TASK INSTRUCTIONS: Search the entries for the line containing "pub async fn find_by_id(pool: &SqlitePool, id: i64)". Repeat it, then every line after it, exactly through the final line.

MATERIAL SHOWN:

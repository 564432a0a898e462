//! POS Transaction Repository

use super::RepoResult;
use shared::models::{DailySales, PosTransaction, PosTransactionDetail, PosTransactionItem};
use sqlx::{Executor, Sqlite, SqlitePool};

/// Transaction line to insert
#[derive(Debug, Clone)]
pub struct NewPosItem<'a> {
    pub product_id: i64,
    pub product_name: &'a str,
    pub color: Option<&'a str>,
    pub size: Option<&'a str>,
    pub quantity: i64,
    pub unit_price: i64,
    pub line_total: i64,
}

const TRANSACTION_SELECT: &str = "SELECT id, sale_id, cashier_id, cashier_name, payment_method, total, item_count, business_date, created_at FROM pos_transaction";

pub async fn insert_transaction(
    tx: &mut sqlx::Transaction<'_, sqlx::Sqlite>,
    transaction: &PosTransaction,
    items: &[NewPosItem<'_>],
) -> RepoResult<()> {
    sqlx::query(
        "INSERT INTO pos_transaction (id, sale_id, cashier_id, cashier_name, payment_method, total, item_count, business_date, created_at) VALUES (?, ?, ?, ?, ?, ?, ?, ?, ?)",
    )
    .bind(transaction.id)
    .bind(&transaction.sale_id)
    .bind(transaction.cashier_id)
    .bind(&transaction.cashier_name)
    .bind(&transaction.payment_method)
    .bind(transaction.total)
    .bind(transaction.item_count)
    .bind(&transaction.business_date)
    .bind(transaction.created_at)
    .execute(&mut **tx)
    .await?;

    for item in items {
        sqlx::query(
            "INSERT INTO pos_transaction_item (transaction_id, product_id, product_name, color, size, quantity, unit_price, line_total) VALUES (?, ?, ?, ?, ?, ?, ?, ?)",
        )
        .bind(transaction.id)
        .bind(item.product_id)
        .bind(item.product_name)
        .bind(item.color)
        .bind(item.size)
        .bind(item.quantity)
        .bind(item.unit_price)
        .bind(item.line_total)
        .execute(&mut **tx)
        .await?;
    }
    Ok(())
}

/// Add one transaction to the business day's totals
pub async fn add_to_daily_sales<'e, E>(
    executor: E,
    business_date: &str,
    units: i64,
    revenue: i64,
    now: i64,
) -> RepoResult<()>
where
    E: Executor<'e, Database = Sqlite>,
{
    sqlx::query(
        "INSERT INTO daily_sales (business_date, transaction_count, units_sold, revenue, updated_at) VALUES (?1, 1, ?2, ?3, ?4) ON CONFLICT (business_date) DO UPDATE SET transaction_count = transaction_count + 1, units_sold = units_sold + excluded.units_sold, revenue = revenue + excluded.revenue, updated_at = excluded.updated_at",
    )
    .bind(business_date)
    .bind(units)
    .bind(revenue)
    .bind(now)
    .execute(executor)
    .await?;
    Ok(())
}

pub async fn find_by_id(pool: &SqlitePool, id: i64) -> RepoResult<Option<PosTransactionDetail>> {
    let sql = format!("{TRANSACTION_SELECT} WHERE id = ?");
    let transaction = sqlx::query_as::<_, PosTransaction>(&sql)
        .bind(id)
        .fetch_optional(pool)
        .await?;

    let Some(transaction) = transaction else {
        return Ok(None);
    };
    let items = sqlx::query_as::<_, PosTransactionItem>(
        "SELECT id, transaction_id, product_id, product_name, color, size, quantity, unit_price, line_total FROM pos_transaction_item WHERE transaction_id = ? ORDER BY id",
    )
    .bind(transaction.id)
    .fetch_all(pool)
    .await?;
    Ok(Some(PosTransactionDetail { transaction, items }))
}

pub async fn find_by_sale_id<'e, E>(executor: E, sale_id: &str) -> RepoResult<Option<PosTransaction>>
where
    E: Executor<'e, Database = Sqlite>,
{
    let sql = format!("{TRANSACTION_SELECT} WHERE sale_id = ?");
    let row = sqlx::query_as::<_, PosTransaction>(&sql)
        .bind(sale_id)
        .fetch_optional(executor)
        .await?;
    Ok(row)
}

pub async fn find_daily_sales<'e, E>(executor: E, business_date: &str) -> RepoResult<Option<DailySales>>
where
    E: Executor<'e, Database = Sqlite>,
{
    let row = sqlx::query_as::<_, DailySales>(
        "SELECT business_date, transaction_count, units_sold, revenue, updated_at FROM daily_sales WHERE business_date = ?",
    )
    .bind(business_date)
    .fetch_optional(executor)
    .await?;
    Ok(row)
}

TASK OUTPUT:
pub async fn find_by_id(pool: &SqlitePool, id: i64) -> RepoResult<Option<PosTransactionDetail>> {
    let sql = format!("{TRANSACTION_SELECT} WHERE id = ?");
    let transaction = sqlx::query_as::<_, PosTransaction>(&sql)
        .bind(id)
        .fetch_optional(pool)
        .await?;

    let Some(transaction) = transaction else {
        return Ok(None);
    };
    let items = sqlx::query_as::<_, PosTransactionItem>(
        "SELECT id, transaction_id, product_id, product_name, color, size, quantity, unit_price, line_total FROM pos_transaction_item WHERE transaction_id = ? ORDER BY id",
    )
    .bind(transaction.id)
    .fetch_all(pool)
    .await?;
    Ok(Some(PosTransactionDetail { transaction, items }))
}

pub async fn find_by_sale_id<'e, E>(executor: E, sale_id: &str) -> RepoResult<Option<PosTransaction>>
where
    E: Executor<'e, Database = Sqlite>,
{
    let sql = format!("{TRANSACTION_SELECT} WHERE sale_id = ?");
    let row = sqlx::query_as::<_, PosTransaction>(&sql)
        .bind(sale_id)
        .fetch_optional(executor)
        .await?;
    Ok(row)
}

pub async fn find_daily_sales<'e, E>(executor: E, business_date: &str) -> RepoResult<Option<DailySales>>
where
    E: Executor<'e, Database = Sqlite>,
{
    let row = sqlx::query_as::<_, DailySales>(
        "SELECT business_date, transaction_count, units_sold, revenue, updated_at FROM daily_sales WHERE business_date = ?",
    )
    .bind(business_date)
    .fetch_optional(executor)
    .await?;
    Ok(row)
}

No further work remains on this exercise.